The Reader di Stephen Daldry ( dvd )

settembre 2, 2009 at 11:19 am Lascia un commento

La difficoltà di misurarsi con un passato dal peso insostenibile e la trasmissione della responsabilità morale da una generazione all’altra: sono questi i temi alla base della vicenda raccontata nel film “The reader”, adattamento cinematografico del romanzo “A voce alta”, dell’autore tedesco Bernhard Schlink. Diretto da Stephen Daldry, il regista di “The hours”, e sceneggiato dal drammaturgo David Hare, “The reader” rievoca gli orrori dell’Olocausto tramite lo sguardo attonito e partecipe di Michael Berg, un ragazzo tedesco che, seppure indirettamente, si trova a fare i conti con il periodo più tragico nella storia della Germania. A differenza della maggior parte delle pellicole sull’Olocausto, però, il film di Daldry assume una prospettiva decisamente inusuale: quella del rapporto, allo stesso tempo erotico ed affettivo, che unisce il protagonista alla misteriosa Hanna Schmitz, una donna che nasconde un inquietante segreto.

La narrazione, sospesa fra passato e presente, ripercorre diversi momenti nella vita di Michael Berg, interpretato da ragazzo da David Kross e in età adulta da Ralph Fiennes. La prima parte del film, che si svolge verso la fine degli Anni ’50, è incentrata sulla relazione fra Michael ed Hanna Schmitz (Kate Winslet), una donna più matura che con disarmante disponibilità si offre di soddisfare i desideri sessuali del giovane. Ma questa “iniziazione” si rivela ben presto un percorso a doppio senso: se Michael, alla soglia dei sedici anni, vive i suoi primi turbamenti erotici fra le braccia di Hanna, quest’ultima proprio grazie a Michael ha modo di accostarsi alle grandi opere della letteratura (Omero, Cechov, Lawrence). La passione dei corpi si fonde così con l’anelito alla cultura, che dalla pagina scritta si manifesta attraverso la voce (quella del “lettore” del titolo), suggellando un legame di straordinaria intimità.

La sezione centrale della pellicola è ambientata invece nel 1966, quando Michael, che ora è uno studente di legge, assiste ad un processo contro un gruppo di ex guardie carcerarie dei campi di concentramento, accusate di aver provocato la morte di trecento donne ebree. È in questa occasione che si verifica la dolorosa presa di coscienza del protagonista, il cui animo è ora scisso fra i suoi sentimenti verso Hanna e la repulsione per le atrocità consumate durante lo sterminio degli ebrei. Il personaggio di Hanna risulta dunque emblematico della condizione – culturale oltre che morale – della Germania durante il nazismo: il suo inconfessato analfabetismo (che, a livello metaforico, può anche essere letto come un “analfabetismo etico”) è indice del comportamento debole e sottomesso di un popolo che, con il suo silenzio e la sua passiva obbedienza, si è reso complice dei crimini del Terzo Reich. E Michael, pur appartenendo ad un’altra generazione (quella che non ha vissuto in prima persona il dramma del nazismo), è costretto comunque a confrontarsi con questo senso di colpa collettivo; soltanto nei suoi occhi carichi di sgomento è possibile intravedere il futuro di una nuova Germania.

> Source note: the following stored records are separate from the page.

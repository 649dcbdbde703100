#![forbid(unsafe_code)]

//! External editor hand-off.
//!
//! Content goes to a scratch file, the editor runs in the foreground with the
//! terminal released, and the saved bytes are read back once it exits.

use std::fmt;
use std::io::{self, Write};
use std::path::Path;
use std::process::Command;
use std::time::Duration;

use crossterm::{
    cursor::MoveTo,
    event::{self, DisableMouseCapture, EnableMouseCapture},
    execute,
    terminal::{Clear, ClearType, EnterAlternateScreen, LeaveAlternateScreen},
};

use crate::error::EditorError;

pub trait EditorLauncher: fmt::Debug + Send + Sync {
    /// Opens `content` in an editor and returns what the user saved.
    fn edit(&self, content: &[u8], extension: Option<&str>) -> Result<Vec<u8>, EditorError>;
}

/// Spawns an editor command line such as `vim` or `code --wait`.
#[derive(Debug, Clone)]
pub struct ProcessEditor {
    command: String,
    /// Release the terminal around the child. Off for headless use.
    hand_off_terminal: bool,
}

impl ProcessEditor {
    pub fn new(command: impl Into<String>) -> Self {
        Self { command: command.into(), hand_off_terminal: true }
    }

    #[cfg(test)]
    pub fn headless(command: impl Into<String>) -> Self {
        Self { command: command.into(), hand_off_terminal: false }
    }

    fn spawn(&self, path: &Path) -> Result<(), EditorError> {
        let mut parts = self.command.split_whitespace();
        let program = parts.next().unwrap_or("vi");
        let status = Command::new(program)
            .args(parts)
            .arg(path)
            .status()
            .map_err(|source| EditorError::Launch { editor: self.command.clone(), source })?;
        if !status.success() {
            return Err(EditorError::Exited { editor: self.command.clone(), status });
        }
        Ok(())
    }
}

impl EditorLauncher for ProcessEditor {
    fn edit(&self, content: &[u8], extension: Option<&str>) -> Result<Vec<u8>, EditorError> {
        let suffix = extension.map(|ext| format!(".{ext}")).unwrap_or_default();
        let mut scratch = tempfile::Builder::new()
            .prefix("bucketcommander-")
            .suffix(&suffix)
            .tempfile()
            .map_err(EditorError::Scratch)?;
        scratch.write_all(content).map_err(EditorError::Scratch)?;
        scratch.flush().map_err(EditorError::Scratch)?;

        tracing::info!(editor = %self.command, path = %scratch.path().display(), "launching editor");
        let outcome = if self.hand_off_terminal {
            with_terminal_released(|| self.spawn(scratch.path()))
        } else {
            self.spawn(scratch.path())
        };
        outcome?;

        // Editors commonly replace the file on save, so read by path.
        std::fs::read(scratch.path()).map_err(EditorError::ReadBack)
    }
}

/// Leaves the alternate screen for the duration of `f` and restores it after,
/// dropping any input that queued up meanwhile.
fn with_terminal_released<T>(f: impl FnOnce() -> Result<T, EditorError>) -> Result<T, EditorError> {
    let mut stdout = io::stdout();
    crossterm::terminal::disable_raw_mode().ok();
    execute!(stdout, LeaveAlternateScreen, DisableMouseCapture).map_err(EditorError::Terminal)?;
    let result = f();
    execute!(
        stdout,
        EnterAlternateScreen,
        Clear(ClearType::All),
        MoveTo(0, 0),
        EnableMouseCapture
    )
    .map_err(EditorError::Terminal)?;
    crossterm::terminal::enable_raw_mode().ok();
    while event::poll(Duration::from_millis(0)).map_err(EditorError::Terminal)? {
        let _ = event::read();
    }
    result
}
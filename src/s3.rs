#![forbid(unsafe_code)]

//! StorageGateway over the AWS SDK.
//!
//! The SDK is async; this adapter owns a small runtime and blocks on each call
//! so the rest of the program only sees synchronous methods.

use std::future::Future;

use aws_sdk_s3::Client;
use aws_sdk_s3::config::Region;
use aws_sdk_s3::error::{DisplayErrorContext, ProvideErrorMetadata};
use aws_sdk_s3::primitives::{ByteStream, DateTime};
use aws_sdk_s3::types::{BucketLocationConstraint, CreateBucketConfiguration};
use time::OffsetDateTime;
use tokio::runtime::Runtime;

use crate::error::GatewayError;
use crate::model::{Bucket, ObjectSummary, StorageClass, StorageObject};
use crate::storage::{GatewayResult, StorageGateway};

/// S3 rejects an explicit location constraint for its default region.
const DEFAULT_REGION: &str = "us-east-1";

#[derive(Debug)]
pub struct S3Gateway {
    client: Client,
    runtime: Runtime,
}

impl S3Gateway {
    pub fn connect(region: &str, endpoint_url: Option<&str>) -> GatewayResult<Self> {
        let runtime = tokio::runtime::Builder::new_multi_thread()
            .worker_threads(2)
            .enable_all()
            .build()
            .map_err(|err| GatewayError::Runtime(err.to_string()))?;
        let sdk_config = runtime.block_on(
            aws_config::defaults(aws_config::BehaviorVersion::latest())
                .region(Region::new(region.to_string()))
                .load(),
        );
        let mut builder = aws_sdk_s3::config::Builder::from(&sdk_config);
        if let Some(url) = endpoint_url {
            builder = builder.endpoint_url(url).force_path_style(true);
        }
        let client = Client::from_conf(builder.build());
        tracing::info!(region, endpoint = endpoint_url.unwrap_or("default"), "s3 client ready");
        Ok(Self { client, runtime })
    }

    fn block_on<F: Future>(&self, future: F) -> F::Output {
        self.runtime.block_on(future)
    }
}

fn to_time(at: Option<&DateTime>) -> Option<OffsetDateTime> {
    at.and_then(|dt| OffsetDateTime::from_unix_timestamp(dt.secs()).ok())
}

fn sdk_error<E>(op: &'static str, err: aws_sdk_s3::error::SdkError<E>) -> GatewayError
where
    E: ProvideErrorMetadata + std::error::Error + 'static,
{
    let message = match err.code() {
        Some(code) => format!("{code}: {}", err.message().unwrap_or("no message")),
        None => DisplayErrorContext(&err).to_string(),
    };
    GatewayError::provider(op, message)
}

impl StorageGateway for S3Gateway {
    fn list_buckets(&self) -> GatewayResult<Vec<Bucket>> {
        let out = self
            .block_on(self.client.list_buckets().send())
            .map_err(|err| sdk_error("ListBuckets", err))?;
        Ok(out
            .buckets()
            .iter()
            .map(|bucket| Bucket {
                name: bucket.name().unwrap_or_default().to_string(),
                created_at: to_time(bucket.creation_date()),
            })
            .collect())
    }

    fn create_bucket(&self, name: &str, region: &str) -> GatewayResult<()> {
        let mut request = self.client.create_bucket().bucket(name);
        if region != DEFAULT_REGION {
            let constraint = CreateBucketConfiguration::builder()
                .location_constraint(BucketLocationConstraint::from(region))
                .build();
            request = request.create_bucket_configuration(constraint);
        }
        self.block_on(request.send())
            .map_err(|err| sdk_error("CreateBucket", err))?;
        Ok(())
    }

    fn delete_bucket(&self, name: &str) -> GatewayResult<()> {
        self.block_on(self.client.delete_bucket().bucket(name).send())
            .map_err(|err| sdk_error("DeleteBucket", err))?;
        Ok(())
    }

    fn list_objects(&self, bucket: &str) -> GatewayResult<Vec<ObjectSummary>> {
        let out = self
            .block_on(self.client.list_objects_v2().bucket(bucket).send())
            .map_err(|err| sdk_error("ListObjects", err))?;
        Ok(out
            .contents()
            .iter()
            .map(|object| ObjectSummary {
                key: object.key().unwrap_or_default().to_string(),
                last_modified: to_time(object.last_modified()),
                size: object.size().unwrap_or_default().max(0) as u64,
                etag: object.e_tag().unwrap_or_default().to_string(),
                storage_class: StorageClass::from_provider(
                    object.storage_class().map(|class| class.as_str()).unwrap_or_default(),
                ),
            })
            .collect())
    }

    fn get_object(&self, bucket: &str, key: &str) -> GatewayResult<StorageObject> {
        let out = self
            .block_on(self.client.get_object().bucket(bucket).key(key).send())
            .map_err(|err| sdk_error("GetObject", err))?;
        let last_modified = to_time(out.last_modified());
        let size = out.content_length().unwrap_or_default().max(0) as u64;
        let etag = out.e_tag().unwrap_or_default().to_string();
        let storage_class = StorageClass::from_provider(
            out.storage_class().map(|class| class.as_str()).unwrap_or_default(),
        );
        let body = self
            .block_on(out.body.collect())
            .map_err(|err| GatewayError::provider("GetObject", err.to_string()))?;
        Ok(StorageObject {
            key: key.to_string(),
            last_modified,
            size,
            etag,
            storage_class,
            content: body.into_bytes().to_vec(),
        })
    }

    fn put_object(&self, bucket: &str, key: &str, content: Vec<u8>) -> GatewayResult<()> {
        let request = self
            .client
            .put_object()
            .bucket(bucket)
            .key(key)
            .body(ByteStream::from(content));
        self.block_on(request.send())
            .map_err(|err| sdk_error("PutObject", err))?;
        Ok(())
    }
}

Nel trattare questioni tanto delicate e complesse, il film evita di adottare soluzioni troppo facili o consolatorie: l’umanità di Hanna, che lo spettatore impara a considerare come una persona prima che come una criminale, non diventa mai un elemento di giustificazione per le sue colpe. E nell’epilogo, la storia ci mostra come non esista alcuna forma di redenzione per ciò che è avvenuto: il passato non si può modificare né dimenticare, si può solo prenderne atto e continuare a vivere. Con “The reader”, Stephen Daldry firma una pellicola dura ed emozionante, che può contare su un’accurata ricostruzione d’epoca (impreziosita dalla fotografia di Chris Menges e Roger Deakins) e su un eccezionale gruppo di attori, tutti bravissimi (incluso il diciottenne David Kross). Kate Winslet, per la sua toccante interpretazione nella parte di Hanna, ha ricevuto il premio Oscar come miglior attrice ed il Golden Globe. Lena Olin compare nel doppio ruolo di Rose Mather, una donna sopravvissuta ai campi di sterminio, e di sua figlia Ilana. Dedicato alla memoria di Anthony Minghella e Sydney Pollack, co-produttori del film.